Bomporto e Nonantola, l’8 e il 9 novembre presentazione di “Sgurbiòl. Delle cose e del tempo di Lelia”
BOMPORTO, NONANTOLA – L’8 novembre a Bomporto e il 9 novembre a Nonantola è in programma la presentazione del libro “Sgurbiòl. Delle cose e del tempo di Lelia”, dell’autrice Antonella Romeo (Edizioni SEB27).

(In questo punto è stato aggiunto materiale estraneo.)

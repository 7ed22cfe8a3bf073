//! Acceptance tests for `aws_docdb_event_subscription`.

use std::sync::Arc;

use hemmer_provider_aws::logging::try_init_test_logging;
use hemmer_provider_aws::resources::docdb_event_subscription::TYPE_NAME;
use hemmer_provider_aws::testing::acceptance::{AcceptanceTest, Check, Outcome, TestStep};
use hemmer_provider_aws::testing::{
    assert_plan_replaces, fixtures, random_name, MemoryCloud, Operation, ProviderTester,
    RESOURCE_PREFIX,
};
use hemmer_provider_aws::{AwsProvider, ProviderError};
use regex::Regex;
use serde_json::json;
use tokio_test::assert_ok;

fn count_ops(cloud: &MemoryCloud, pred: impl Fn(&Operation) -> bool) -> usize {
    cloud.operations().iter().filter(|op| pred(op)).count()
}

#[tokio::test]
async fn test_basic() {
    try_init_test_logging();
    let cloud = Arc::new(MemoryCloud::new().with_describe_lag(1).with_transition_polls(2));
    let name = random_name(RESOURCE_PREFIX);
    let arn = Regex::new(&format!(r"^arn:aws:rds:us-west-2:\d{{12}}:es:{}$", name)).unwrap();

    let outcome = AcceptanceTest::new(TYPE_NAME)
        .pre_check()
        .step(TestStep::apply(
            fixtures::event_subscription_basic(&name),
            vec![
                Check::Exists,
                Check::matches("arn", arn),
                Check::attr("name", name.as_str()),
                Check::attr("enabled", true),
                Check::attr("source_type", "db-cluster"),
                Check::attr("sns_topic_arn", fixtures::SNS_TOPIC_ARN),
                Check::attr("customer_aws_id", "123456789012"),
                Check::count("event_categories", 2),
                Check::count("source_ids", 0),
            ],
        ))
        .step(TestStep::import())
        .run(cloud)
        .await;

    assert_eq!(assert_ok!(outcome), Outcome::Passed);
}

#[tokio::test]
async fn test_update_in_place() {
    let cloud = Arc::new(MemoryCloud::new().with_transition_polls(1));
    let name = random_name(RESOURCE_PREFIX);

    let outcome = AcceptanceTest::new(TYPE_NAME)
        .step(TestStep::apply(
            fixtures::event_subscription_basic(&name),
            vec![Check::attr("enabled", true)],
        ))
        .step(TestStep::apply(
            fixtures::event_subscription_updated(&name, false, &["maintenance", "creation"]),
            vec![
                Check::attr("enabled", false),
                Check::attr("event_categories.0", "creation"),
                Check::attr("event_categories.1", "maintenance"),
            ],
        ))
        .step(TestStep::import())
        .run(cloud.clone())
        .await;
    assert_eq!(assert_ok!(outcome), Outcome::Passed);

    assert_eq!(
        count_ops(&cloud, |op| matches!(op, Operation::CreateEventSubscription { .. })),
        1
    );
    assert_eq!(
        count_ops(&cloud, |op| matches!(op, Operation::ModifyEventSubscription { .. })),
        1
    );
}

#[tokio::test]
async fn test_source_type_cleared() {
    let cloud = Arc::new(MemoryCloud::new().with_transition_polls(1));
    let name = random_name(RESOURCE_PREFIX);

    let outcome = AcceptanceTest::new(TYPE_NAME)
        .step(TestStep::apply(
            fixtures::event_subscription_basic(&name),
            vec![Check::attr("source_type", "db-cluster")],
        ))
        .step(TestStep::apply(
            fixtures::event_subscription_all_sources(&name),
            vec![Check::attr("source_type", serde_json::Value::Null)],
        ))
        .step(TestStep::import())
        .run(cloud.clone())
        .await;
    assert_eq!(assert_ok!(outcome), Outcome::Passed);

    assert_eq!(
        count_ops(&cloud, |op| matches!(op, Operation::ModifyEventSubscription { .. })),
        1
    );
}

#[tokio::test]
async fn test_source_ids_change_replaces() {
    let cloud = Arc::new(MemoryCloud::new());
    let tester = ProviderTester::new(AwsProvider::new(cloud.clone(), cloud.clone()));
    assert_ok!(
        tester
            .configure(json!({"polling": {"initial_delay_ms": 1, "max_delay_ms": 10}}))
            .await
    );

    let state = assert_ok!(
        tester
            .lifecycle_create(
                TYPE_NAME,
                fixtures::event_subscription_source_ids("replaced", &["cluster-a"])
            )
            .await
    );
    let plan = assert_ok!(
        tester
            .plan_update(
                TYPE_NAME,
                state.clone(),
                fixtures::event_subscription_source_ids("replaced", &["cluster-b"])
            )
            .await
    );
    assert_plan_replaces(&plan);

    let replaced = assert_ok!(
        tester
            .lifecycle_update(
                TYPE_NAME,
                state,
                fixtures::event_subscription_source_ids("replaced", &["cluster-b"])
            )
            .await
    );
    assert_eq!(replaced["source_ids"], json!(["cluster-b"]));
    assert_eq!(
        count_ops(&cloud, |op| matches!(op, Operation::DeleteEventSubscription { .. })),
        1
    );
}

#[tokio::test]
async fn test_name_prefix() {
    let cloud = Arc::new(MemoryCloud::new());
    let name = Regex::new(r"^tf-acc-test-events-\d{18}[0-9a-f]{8}$").unwrap();

    let outcome = AcceptanceTest::new(TYPE_NAME)
        .step(TestStep::apply(
            fixtures::event_subscription_name_prefix("tf-acc-test-events-"),
            vec![Check::Exists, Check::matches("name", name)],
        ))
        .step(TestStep::import())
        .run(cloud)
        .await;

    assert_eq!(assert_ok!(outcome), Outcome::Passed);
}

#[tokio::test]
async fn test_disappears() {
    let cloud = Arc::new(MemoryCloud::new().with_transition_polls(2));
    let name = random_name(RESOURCE_PREFIX);

    let outcome = AcceptanceTest::new(TYPE_NAME)
        .step(
            TestStep::apply(
                fixtures::event_subscription_basic(&name),
                vec![Check::Exists, Check::Disappears],
            )
            .expect_non_empty_plan(),
        )
        .run(cloud)
        .await;

    assert_eq!(assert_ok!(outcome), Outcome::Passed);
}

#[tokio::test]
async fn test_create_times_out() {
    let cloud = Arc::new(MemoryCloud::new().with_transition_polls(u32::MAX));
    let tester = ProviderTester::new(AwsProvider::new(cloud.clone(), cloud.clone()));
    assert_ok!(
        tester
            .configure(json!({
                "timeouts": {"create": 0},
                "polling": {"initial_delay_ms": 1, "max_delay_ms": 5}
            }))
            .await
    );

    let err = tester
        .lifecycle_create(TYPE_NAME, fixtures::event_subscription_basic("stuck"))
        .await
        .unwrap_err();
    assert!(matches!(err, ProviderError::DeadlineExceeded(_)), "{}", err);
}

#[tokio::test]
async fn test_invalid_names() {
    let cloud = Arc::new(MemoryCloud::new());
    let tester = ProviderTester::new(AwsProvider::new(cloud.clone(), cloud.clone()));

    let err = tester
        .validate_resource_config(
            TYPE_NAME,
            json!({
                "name": "events",
                "name_prefix": "events-",
                "sns_topic_arn": fixtures::SNS_TOPIC_ARN
            }),
        )
        .await
        .unwrap_err();
    assert!(err.to_string().contains("conflicts with name_prefix"));

    let err = tester
        .validate_resource_config(
            TYPE_NAME,
            json!({"name": "under_score", "sns_topic_arn": fixtures::SNS_TOPIC_ARN}),
        )
        .await
        .unwrap_err();
    assert!(err.to_string().contains("only alphanumeric characters and hyphens"));
    assert!(cloud.operations().is_empty());
}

Sgurbiòl non è un romanzo, ma è un saggio di storia orale, quella raccontata da Lelia Panza, nata nel 1931 e cresciuta in una famiglia di mezzadri a Villavara di Bomporto, poi diventata operaia a Modena nel dopoguerra. La fedele trascrizione delle sue parole è intervallata dal racconto del contesto storico, nel quale la microstoria di Lelia e della sua famiglia è incastonata: la misera vita di mezzadri, braccianti e mondariso agli inizi del Novecento; gli efferati crimini dei fascisti e dei nazisti; i processi contro i crimini di guerra e le amnistie, la mancata epurazione della società dal fascismo; la persecuzione dei partigiani soprattutto dopo il 1948; le lotte di contadini e operai e la ferocia dello Stato contro di loro; la meravigliosa storia dei “treni della felicità”, organizzati dall’Unione donne italiane, che portarono migliaia di bambini a “svernare” nelle povere case dei contadini emiliani, quei bambini del sud e delle grandi città del nord, privati dell’infanzia per le conseguenze della guerra voluta dal fascismo. Il libro è incentrato sul primo dopoguerra, gli anni della formazione di Lelia e quelli della nostra Repubblica.
Scrive la storica Natascia Corsini (Centro documentazione donna di Modena), nella postfazione:
«Si possono rintracciare nella storia personale di Lelia i tratti essenziali di quel modello di donna emancipata che ha connotato come identità collettiva le donne modenesi fino agli anni Settanta, riconducibili a forza di volontà, ampia capacità di lavoro produttivo extra-domestico, etica del lavoro come impegno, concretezza e capacità decisionale non inferiore a quella dell’uomo. […] Donne come Lelia escono fuori dalle mura domestiche, prendono parte a discussioni e attività sociali come momento di formazione politica. Così facendo denunciano l’insensibilità e il potere maschile, l’incomprensione e l’egoismo di uomini – padri e zii – che con il loto comportamento tradizionalista frenano gli interessi delle donne, non più solo dedite a ‘mariti e fornelli’. Tuttavia si percepisce da parte dell’intervistata una sottovalutazione del proprio impegno pubblico, politico e sindacale […]. L’invisibilità femminile va letta anche come un atteggiamento di auto-cancellazione […]. Da qui discende la difficoltà tipicamente femminile – anche di chi ha vissuto vite ricche e dense di militanza e impegno – a lasciare e tramandare memorie e scritture autobiografiche; a differenza degli uomini […]. Solo di rado, le donne lasciano dietro di sé tracce intenzionali delle proprie vite […] Con difficoltà a coglierne una rilevanza più generale».